┏━━

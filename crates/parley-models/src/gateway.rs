//! Gateway wire protocol.
//!
//! Every frame is a JSON text message of the form
//! `{"event": "<name>", "data": {...}}`.

use serde::{Deserialize, Serialize};

use crate::message::Message;
use crate::presence::{PresenceNotice, TypingNotice};

// Client -> Server events
pub const EVENT_SEND_MESSAGE: &str = "send-message";
pub const EVENT_TYPING: &str = "typing";
pub const EVENT_STOP_TYPING: &str = "stop-typing";

// Server -> Client events
pub const EVENT_RECEIVE_MESSAGE: &str = "receive-message";
pub const EVENT_MESSAGE_SENT: &str = "message-sent";
pub const EVENT_MESSAGE_ERROR: &str = "message-error";
pub const EVENT_USER_ONLINE: &str = "user-online";
pub const EVENT_USER_OFFLINE: &str = "user-offline";
pub const EVENT_USER_TYPING: &str = "user-typing";
pub const EVENT_USER_STOPPED_TYPING: &str = "user-stopped-typing";
pub const EVENT_ERROR: &str = "error";

// Error codes carried in `message-error` / `error` payloads
pub const ERROR_INVALID_REQUEST: &str = "invalid_request";
pub const ERROR_PERSISTENCE: &str = "persistence_error";
pub const ERROR_RATE_LIMITED: &str = "rate_limited";

/// Close code sent to a session that was replaced by a newer connection of
/// the same user (only when eviction is enabled).
pub const CLOSE_SUPERSEDED: u16 = 4000;

/// Events a client may send over an established session.
///
/// Payload fields are optional at the serde level; presence and emptiness are
/// checked by the relay so that a missing field is reported back to the
/// client instead of failing the whole frame.
#[derive(Debug, Clone, PartialEq, Eq, Serialize, Deserialize)]
#[serde(tag = "event", content = "data", rename_all = "kebab-case")]
pub enum ClientEvent {
    SendMessage(SendMessagePayload),
    Typing(TypingPayload),
    StopTyping(TypingPayload),
}

impl ClientEvent {
    pub fn name(&self) -> &'static str {
        match self {
            Self::SendMessage(_) => EVENT_SEND_MESSAGE,
            Self::Typing(_) => EVENT_TYPING,
            Self::StopTyping(_) => EVENT_STOP_TYPING,
        }
    }
}

#[derive(Debug, Clone, Default, PartialEq, Eq, Serialize, Deserialize)]
pub struct SendMessagePayload {
    #[serde(default, with = "crate::id::option")]
    pub conversation_id: Option<i64>,
    #[serde(default, with = "crate::id::option")]
    pub receiver_id: Option<i64>,
    #[serde(default)]
    pub content: Option<String>,
}

#[derive(Debug, Clone, Default, PartialEq, Eq, Serialize, Deserialize)]
pub struct TypingPayload {
    #[serde(default, with = "crate::id::option")]
    pub receiver_id: Option<i64>,
    #[serde(default, with = "crate::id::option")]
    pub conversation_id: Option<i64>,
}

#[derive(Debug, Clone, PartialEq, Eq, Serialize, Deserialize)]
pub struct ErrorPayload {
    pub code: String,
    pub message: String,
}

impl ErrorPayload {
    pub fn new(code: &str, message: impl Into<String>) -> Self {
        Self {
            code: code.to_string(),
            message: message.into(),
        }
    }
}

/// Events the server pushes to a session.
#[derive(Debug, Clone, PartialEq, Eq, Serialize, Deserialize)]
#[serde(tag = "event", content = "data", rename_all = "kebab-case")]
pub enum ServerEvent {
    ReceiveMessage(Message),
    MessageSent(Message),
    MessageError(ErrorPayload),
    UserOnline(PresenceNotice),
    UserOffline(PresenceNotice),
    UserTyping(TypingNotice),
    UserStoppedTyping(TypingNotice),
    Error(ErrorPayload),
}

impl ServerEvent {
    pub fn name(&self) -> &'static str {
        match self {
            Self::ReceiveMessage(_) => EVENT_RECEIVE_MESSAGE,
            Self::MessageSent(_) => EVENT_MESSAGE_SENT,
            Self::MessageError(_) => EVENT_MESSAGE_ERROR,
            Self::UserOnline(_) => EVENT_USER_ONLINE,
            Self::UserOffline(_) => EVENT_USER_OFFLINE,
            Self::UserTyping(_) => EVENT_USER_TYPING,
            Self::UserStoppedTyping(_) => EVENT_USER_STOPPED_TYPING,
            Self::Error(_) => EVENT_ERROR,
        }
    }
}
use std::time::Duration;

use anyhow::Result;
use clap::Parser;
use tracing_subscriber::EnvFilter;

mod cli;
mod config;

/// How often idle per-user rate limiter entries are discarded.
const LIMITER_PRUNE_INTERVAL: Duration = Duration::from_secs(300);

#[tokio::main]
async fn main() -> Result<()> {
    let args = cli::Args::parse();
    // The subscriber needs `[logging] json`, so loading reports its notices
    // back instead of logging them directly.
    let (mut config, notices) = config::Config::load(&args.config)?;
    init_tracing(config.logging.json);
    for notice in &notices {
        notice.log();
    }

    if let Some(bind) = args.bind {
        config.server.bind_address = bind;
    }

    ensure_data_dirs(&config);

    let db = parley_db::create_pool(&config.database.url, config.database.max_connections).await?;
    parley_db::run_migrations(&db).await?;

    let state = parley_core::AppState::new(db, config.app_config());

    let limiter = state.event_limiter.clone();
    tokio::spawn(async move {
        let mut tick = tokio::time::interval(LIMITER_PRUNE_INTERVAL);
        tick.tick().await;
        loop {
            tick.tick().await;
            limiter.prune();
        }
    });

    let app = parley_api::build_router()
        .merge(parley_ws::gateway_router())
        .with_state(state);

    let listener = tokio::net::TcpListener::bind(&config.server.bind_address).await?;

    print_startup_banner(&config);

    let shutdown_signal = async {
        if let Err(err) = tokio::signal::ctrl_c().await {
            tracing::warn!("Failed to listen for ctrl-c: {err}");
            std::future::pending::<()>().await;
        }
        println!();
        tracing::info!("Shutting down (ctrl-c)...");
    };

    axum::serve(listener, app.into_make_service())
        .with_graceful_shutdown(shutdown_signal)
        .await?;

    Ok(())
}

fn init_tracing(json: bool) {
    let filter = EnvFilter::try_from_default_env()
        .unwrap_or_else(|_| EnvFilter::new("parley=info,tower_http=debug"));
    if json {
        tracing_subscriber::fmt().json().with_env_filter(filter).init();
    } else {
        tracing_subscriber::fmt().with_env_filter(filter).init();
    }
}

/// Create the parent directory of a file-backed SQLite database.
fn ensure_data_dirs(config: &config::Config) {
    if let Some(db_path) = config
        .database
        .url
        .strip_prefix("sqlite://")
        .and_then(|s| s.split('?').next())
    {
        if let Some(parent) = std::path::Path::new(db_path).parent() {
            if !parent.as_os_str().is_empty() {
                if let Err(e) = std::fs::create_dir_all(parent) {
                    tracing::warn!("Could not create directory '{}': {}", parent.display(), e);
                }
            }
        }
    }
}

fn print_startup_banner(config: &config::Config) {
    let limit = match config.gateway.max_events_per_minute {
        0 => "unlimited".to_string(),
        n => format!("{n} events/min per user"),
    };
    println!();
    println!("  Parley messaging gateway");
    println!();
    println!("  Listening:   http://{}", config.server.bind_address);
    println!("  Gateway:     ws://{}/gateway", config.server.bind_address);
    println!("  Database:    {}", config.database.url);
    println!("  Rate limit:  {}", limit);
    println!(
        "  Heartbeat:   {}s (evict superseded: {})",
        config.gateway.heartbeat_interval_secs, config.gateway.evict_superseded_sessions
    );
    println!();
}
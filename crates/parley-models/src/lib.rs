pub mod conversation;
pub mod gateway;
pub mod id;
pub mod message;
pub mod presence;
pub mod user;
use thiserror::Error;

#[derive(Debug, Error)]
pub enum CoreError {
    #[error("not found")]
    NotFound,
    #[error("bad request: {0}")]
    BadRequest(String),
    #[error("conflict: {0}")]
    Conflict(String),
    #[error("unauthorized")]
    Unauthorized,
    #[error("database error: {0}")]
    Database(#[from] parley_db::DbError),
    #[error("internal error: {0}")]
    Internal(String),
}

impl From<parley_util::validation::ValidationError> for CoreError {
    fn from(err: parley_util::validation::ValidationError) -> Self {
        Self::BadRequest(err.to_string())
    }
}

impl From<crate::auth::AuthError> for CoreError {
    fn from(err: crate::auth::AuthError) -> Self {
        use crate::auth::AuthError;
        match err {
            AuthError::Internal(msg) => Self::Internal(msg),
            _ => Self::Unauthorized,
        }
    }
}
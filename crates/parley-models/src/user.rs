use chrono::{DateTime, Utc};
use serde::{Deserialize, Serialize};

#[derive(Debug, Clone, Copy, PartialEq, Eq, Serialize, Deserialize, Default)]
#[serde(rename_all = "lowercase")]
pub enum UserRole {
    #[default]
    User,
    Admin,
}

impl UserRole {
    pub fn as_str(self) -> &'static str {
        match self {
            Self::User => "user",
            Self::Admin => "admin",
        }
    }

    /// Unknown values fall back to a regular user.
    pub fn parse(raw: &str) -> Self {
        match raw.trim().to_ascii_lowercase().as_str() {
            "admin" => Self::Admin,
            _ => Self::User,
        }
    }
}

#[derive(Debug, Clone, Serialize, Deserialize)]
pub struct User {
    #[serde(with = "crate::id")]
    pub id: i64,
    pub name: String,
    pub email: String,
    pub role: UserRole,
    pub created_at: DateTime<Utc>,
}

/// Display fields denormalized into message and conversation payloads.
#[derive(Debug, Clone, PartialEq, Eq, Serialize, Deserialize)]
pub struct UserSummary {
    #[serde(with = "crate::id")]
    pub id: i64,
    pub name: Option<String>,
    pub email: Option<String>,
}

impl UserSummary {
    /// Summary for a user id the store has no profile for.
    pub fn bare(id: i64) -> Self {
        Self {
            id,
            name: None,
            email: None,
        }
    }
}

impl From<&User> for UserSummary {
    fn from(user: &User) -> Self {
        Self {
            id: user.id,
            name: Some(user.name.clone()),
            email: Some(user.email.clone()),
        }
    }
}
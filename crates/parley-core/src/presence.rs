use std::sync::Arc;

use parley_models::gateway::ServerEvent;
use parley_models::presence::PresenceNotice;

use crate::registry::{ConnectionRegistry, SessionHandle};

/// Online/offline notifications derived from registry membership.
///
/// Delivery is fire-and-forget: a session whose writer is gone simply misses
/// the event.
#[derive(Debug, Clone)]
pub struct PresenceBroadcaster {
    registry: Arc<ConnectionRegistry>,
}

impl PresenceBroadcaster {
    pub fn new(registry: Arc<ConnectionRegistry>) -> Self {
        Self { registry }
    }

    pub fn announce_online(&self, user_id: i64) -> usize {
        self.registry
            .broadcast(&ServerEvent::UserOnline(PresenceNotice { user_id }))
    }

    pub fn announce_offline(&self, user_id: i64) -> usize {
        self.registry
            .broadcast(&ServerEvent::UserOffline(PresenceNotice { user_id }))
    }

    /// Register a freshly authenticated session and announce its user to
    /// everyone, itself included. Returns the session it replaced, if any.
    pub fn session_opened(&self, session: SessionHandle) -> Option<SessionHandle> {
        let user_id = session.user_id();
        let previous = self.registry.register_and_broadcast(
            session,
            &ServerEvent::UserOnline(PresenceNotice { user_id }),
        );
        tracing::debug!(user_id, replaced = previous.is_some(), "presence: online");
        previous
    }

    /// Unregister a closing session. `user-offline` goes out only when this
    /// session was still the registered one.
    pub fn session_closed(&self, session: &SessionHandle) -> bool {
        let user_id = session.user_id();
        let removed = self.registry.unregister_and_broadcast(
            session,
            &ServerEvent::UserOffline(PresenceNotice { user_id }),
        );
        if removed {
            tracing::debug!(user_id, "presence: offline");
        } else {
            tracing::debug!(
                user_id,
                session_id = %session.session_id(),
                "presence: superseded session closed, no offline broadcast"
            );
        }
        removed
    }
}

#[cfg(test)]
mod tests {
    use super::*;
    use crate::registry::Outbound;
    use tokio::sync::mpsc::UnboundedReceiver;

    fn drain(rx: &mut UnboundedReceiver<Outbound>) -> Vec<Outbound> {
        let mut out = Vec::new();
        while let Ok(item) = rx.try_recv() {
            out.push(item);
        }
        out
    }

    fn online(user_id: i64) -> Outbound {
        Outbound::Event(ServerEvent::UserOnline(PresenceNotice { user_id }))
    }

    fn offline(user_id: i64) -> Outbound {
        Outbound::Event(ServerEvent::UserOffline(PresenceNotice { user_id }))
    }

    #[test]
    fn new_session_sees_its_own_online_event() {
        let presence = PresenceBroadcaster::new(Arc::new(ConnectionRegistry::new()));
        let (a, mut ra) = SessionHandle::new(1);
        presence.session_opened(a);
        assert_eq!(drain(&mut ra), vec![online(1)]);

        let (b, mut rb) = SessionHandle::new(2);
        presence.session_opened(b);
        assert_eq!(drain(&mut ra), vec![online(2)]);
        assert_eq!(drain(&mut rb), vec![online(2)]);
    }

    #[test]
    fn disconnect_sends_exactly_one_offline_to_others() {
        let registry = Arc::new(ConnectionRegistry::new());
        let presence = PresenceBroadcaster::new(registry.clone());
        let (a, mut ra) = SessionHandle::new(1);
        let (b, mut rb) = SessionHandle::new(2);
        let (c, mut rc) = SessionHandle::new(3);
        presence.session_opened(a);
        presence.session_opened(b.clone());
        presence.session_opened(c);
        drain(&mut ra);
        drain(&mut rb);
        drain(&mut rc);

        assert!(presence.session_closed(&b));
        assert!(!presence.session_closed(&b));

        assert_eq!(drain(&mut ra), vec![offline(2)]);
        assert_eq!(drain(&mut rc), vec![offline(2)]);
        assert!(drain(&mut rb).is_empty());
        assert!(!registry.is_present(2));
    }

    #[test]
    fn superseded_session_close_keeps_user_online() {
        let registry = Arc::new(ConnectionRegistry::new());
        let presence = PresenceBroadcaster::new(registry.clone());
        let (watcher, mut rw) = SessionHandle::new(9);
        let (old, _ro) = SessionHandle::new(1);
        let (new, _rn) = SessionHandle::new(1);
        presence.session_opened(watcher);
        presence.session_opened(old.clone());
        assert!(presence.session_opened(new).is_some());
        drain(&mut rw);

        assert!(!presence.session_closed(&old));
        assert!(registry.is_present(1));
        assert!(drain(&mut rw).is_empty());
    }

    #[test]
    fn standalone_announcements_reach_all_sessions() {
        let registry = Arc::new(ConnectionRegistry::new());
        let presence = PresenceBroadcaster::new(registry.clone());
        let (a, mut ra) = SessionHandle::new(1);
        registry.register(a);

        assert_eq!(presence.announce_online(5), 1);
        assert_eq!(presence.announce_offline(5), 1);
        assert_eq!(drain(&mut ra), vec![online(5), offline(5)]);
    }
}
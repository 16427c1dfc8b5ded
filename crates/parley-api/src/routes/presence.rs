use axum::{extract::State, Json};
use parley_core::AppState;
use serde_json::{json, Value};

use crate::middleware::AuthUser;

/// Users with a live gateway session.
pub async fn list_present(State(state): State<AppState>, _auth: AuthUser) -> Json<Value> {
    let online: Vec<String> = state
        .registry
        .list_present()
        .into_iter()
        .map(|id| id.to_string())
        .collect();
    Json(json!({ "online": online }))
}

┗━━

(Exercise goal)
Go over the records above and tally the lines with the word "MessageError" in them. Give the number alone.

(Response)
2